Nach Mord an Journalistin steigt Druck auf Maltas Regierung
Maltas Regierung gerät zwei Jahre nach dem Mord an der Investigativ-Journalistin Daphne Caruana Galizia immer stärker in den Strudel der Ermittlungen. Sie wies am Freitag einen Antrag auf Straffreiheit des vorige Woche festgenommenen Geschäftsmanns Yorgen Fenech zurück.
Der prominente Unternehmer hatte am Donnerstagabend bei Gericht als Gegenleistung für eine Immunität angeboten, Informationen preiszugeben, die den kürzlich zurückgetretenen Stabschef Keith Schembri, den ebenfalls abgetretenen Tourismusminister Konrad Mizzi, Wirtschaftsminister Chris Cardona sowie andere Personen aus dem näheren Umfeld von Ministerpräsident Joseph Muscat beträfen. Fenechs Anwälte betonten, das Gnadengesuch richte sich explizit an Präsident George Vella. Muscat solle wegen eines Interessenskonflikts nicht beteiligt werden. Das Gericht wollte sich am Nachmittag damit befassen.
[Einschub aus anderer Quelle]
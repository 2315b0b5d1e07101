//! Scripted in-memory completion client shared by the coordinator tests.

#![allow(dead_code)]

use std::collections::HashMap;
use std::sync::atomic::{AtomicBool, Ordering};
use std::sync::{Arc, Mutex};

use async_trait::async_trait;
use triage::prompts::{
    CLASSIFICATION_SYSTEM_PROMPT, EXPLANATION_SYSTEM_PROMPT, RESOLUTION_SYSTEM_PROMPT,
};
use triage::{CompletionClient, CompletionError, CompletionRequest, TaskName};

pub const SAMPLE_EXCEPTION: &str = "Trade break: settlement mismatch of $500 on trade #12345";
pub const CLASSIFICATION_JSON: &str =
    r#"{"type":"Settlement Mismatch","priority":"High","complexity":"Medium"}"#;
pub const RESOLUTION_JSON: &str = r#"{"suggestion":"Rebook the trade at the custodian price","confidence":"85%","rationale":"Custodian confirmation matches the counterparty"}"#;
pub const EXPLANATION_TEXT: &str =
    "The trade settled at a different amount than booked; rebooking aligns the records.";

/// What the stub does when it receives a request for a task.
#[derive(Debug, Clone)]
pub enum Script {
    Reply(String),
    Fail(CompletionError),
    Panic(&'static str),
    /// Never answers. The flag is raised once the pending call is dropped.
    Hang(Arc<AtomicBool>),
}

struct RaiseOnDrop(Arc<AtomicBool>);

impl Drop for RaiseOnDrop {
    fn drop(&mut self) {
        self.0.store(true, Ordering::SeqCst);
    }
}

/// Answers each request according to the script registered for its task and
/// records every request it receives.
#[derive(Default)]
pub struct ScriptedClient {
    scripts: HashMap<TaskName, Script>,
    requests: Mutex<Vec<(TaskName, CompletionRequest)>>,
}

impl ScriptedClient {
    pub fn new() -> Self {
        Self::default()
    }

    /// A client answering every task with well-formed output.
    pub fn happy() -> Self {
        Self::new()
            .with(TaskName::Classification, Script::Reply(CLASSIFICATION_JSON.into()))
            .with(TaskName::Resolution, Script::Reply(RESOLUTION_JSON.into()))
            .with(TaskName::Explanation, Script::Reply(EXPLANATION_TEXT.into()))
    }

    pub fn with(mut self, task: TaskName, script: Script) -> Self {
        self.scripts.insert(task, script);
        self
    }

    pub fn into_arc(self) -> Arc<Self> {
        Arc::new(self)
    }

    pub fn requests_for(&self, task: TaskName) -> Vec<CompletionRequest> {
        self.requests
            .lock()
            .unwrap()
            .iter()
            .filter(|(t, _)| *t == task)
            .map(|(_, r)| r.clone())
            .collect()
    }

    pub fn request_count(&self) -> usize {
        self.requests.lock().unwrap().len()
    }
}

fn task_of(request: &CompletionRequest) -> TaskName {
    match request.system_prompt() {
        Some(CLASSIFICATION_SYSTEM_PROMPT) => TaskName::Classification,
        Some(RESOLUTION_SYSTEM_PROMPT) => TaskName::Resolution,
        Some(EXPLANATION_SYSTEM_PROMPT) => TaskName::Explanation,
        other => panic!("unexpected system prompt: {other:?}"),
    }
}

#[async_trait]
impl CompletionClient for ScriptedClient {
    async fn complete(&self, request: &CompletionRequest) -> Result<String, CompletionError> {
        let task = task_of(request);
        self.requests.lock().unwrap().push((task, request.clone()));

        match self.scripts.get(&task) {
            Some(Script::Reply(text)) => Ok(text.clone()),
            Some(Script::Fail(err)) => Err(err.clone()),
            Some(Script::Panic(message)) => panic!("{message}"),
            Some(Script::Hang(dropped)) => {
                let _guard = RaiseOnDrop(Arc::clone(dropped));
                std::future::pending().await
            }
            None => Err(CompletionError::EmptyResponse),
        }
    }
}

pub fn network_error() -> CompletionError {
    CompletionError::Transport {
        message: "simulated network failure: connection refused".to_string(),
    }
}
Das Kabinett beriet in einer Krisensitzung bis weit nach Mitternacht und entschied sich dann gegen eine Begnadigung. Muscat erklärte, er habe sich aus der Entscheidung bewusst herausgehalten und zuvor den Raum verlassen. Der Generalstaatsanwalt und die Polizei hätten allerdings von einer Begnadigung abgeraten, weil es dafür keine Gründe gebe. Die Polizei hatte kurz zuvor mitgeteilt, dass Muscats Anfang der Woche festgenommener Ex-Stabschef Schembri wieder freigelassen worden sei und nicht länger als Person von Interesse bei den Ermittlungen betrachtet werde. Aus Ermittlerkreisen war zuvor verlautet, Fenech habe gegenüber der Polizei Schembri als Drahtzieher des Mordes bezichtigt.
Schembri hat seit seiner Festnahme vor wenigen Tagen keine Erklärung abgegeben, aber davor jegliche Verstrickung in den Fall zurückgewiesen. Er galt als rechte Hand von Muscat und ist mit ihm befreundet.
Die Familie der in Malta bekannten Journalistin reagierte empört auf die Freilassung und wirft der Regierung Vertuschung vor. Caruana Galizia hatte ausführlich über Korruption berichtet und war bei der Explosion einer Autobombe im Oktober 2017 getötet worden. Kurz darauf wurden zwar drei mutmaßliche Täter festgenommen, die Hintermänner blieben aber bisher im Dunkeln. Die lange stockenden Ermittlungen kamen zuletzt allerdings in Bewegung, als vor zwei Wochen ein mutmaßlicher Mittelsmann festgenommen worden war. Ihm wurde ihm Gegenzug für eine Aussage Immunität zugesichert. Wenige Tage später wurde Fenech festgenommen, als er früh morgens mit seiner Yacht Malta verlassen wollte.
Tourismusminister Mizzi war am Dienstag zurückgetreten, Wirtschaftsminister Cardona lässt inzwischen sein Amt ruhen. Beide bestreiten ein Fehlverhalten. Sie stehen zudem gemeinsam mit Finanzminister Edward Scicluna im Mittelpunkt eines neuen Korruptionsfalls. Ein Richter ordnete am Freitag Ermittlungen gegen die drei Politiker wegen der Vergabe des Betriebs dreier Staatskliniken an ein Unternehmen an, dem die Opposition mangelnde Eignung vorwirft.
Caruana Galizia hatte vor ihrem Tod die Existenz einer verborgenen Offshore-Firma aufgedeckt, die nach Reuters-Recherchen Fenech gehörte und in E-Mails als Vehikel bezeichnet wurde, um geheime Panama-Firmen von Schembri und Mizzi zu finanzieren. Aus der Opposition werden mittlerweile Rufe nach Muscats Rücktritt laut. Der Regierungschef lehnt dies ab. Der Mordfall hat zudem Zweifel an der Rechtsstaatlichkeit auf der Mittelmeer-Insel geschürt. Das Europäische Parlament entsendet eine Delegation in das kleinsten EU-Land, die die Entwicklung untersuchen soll.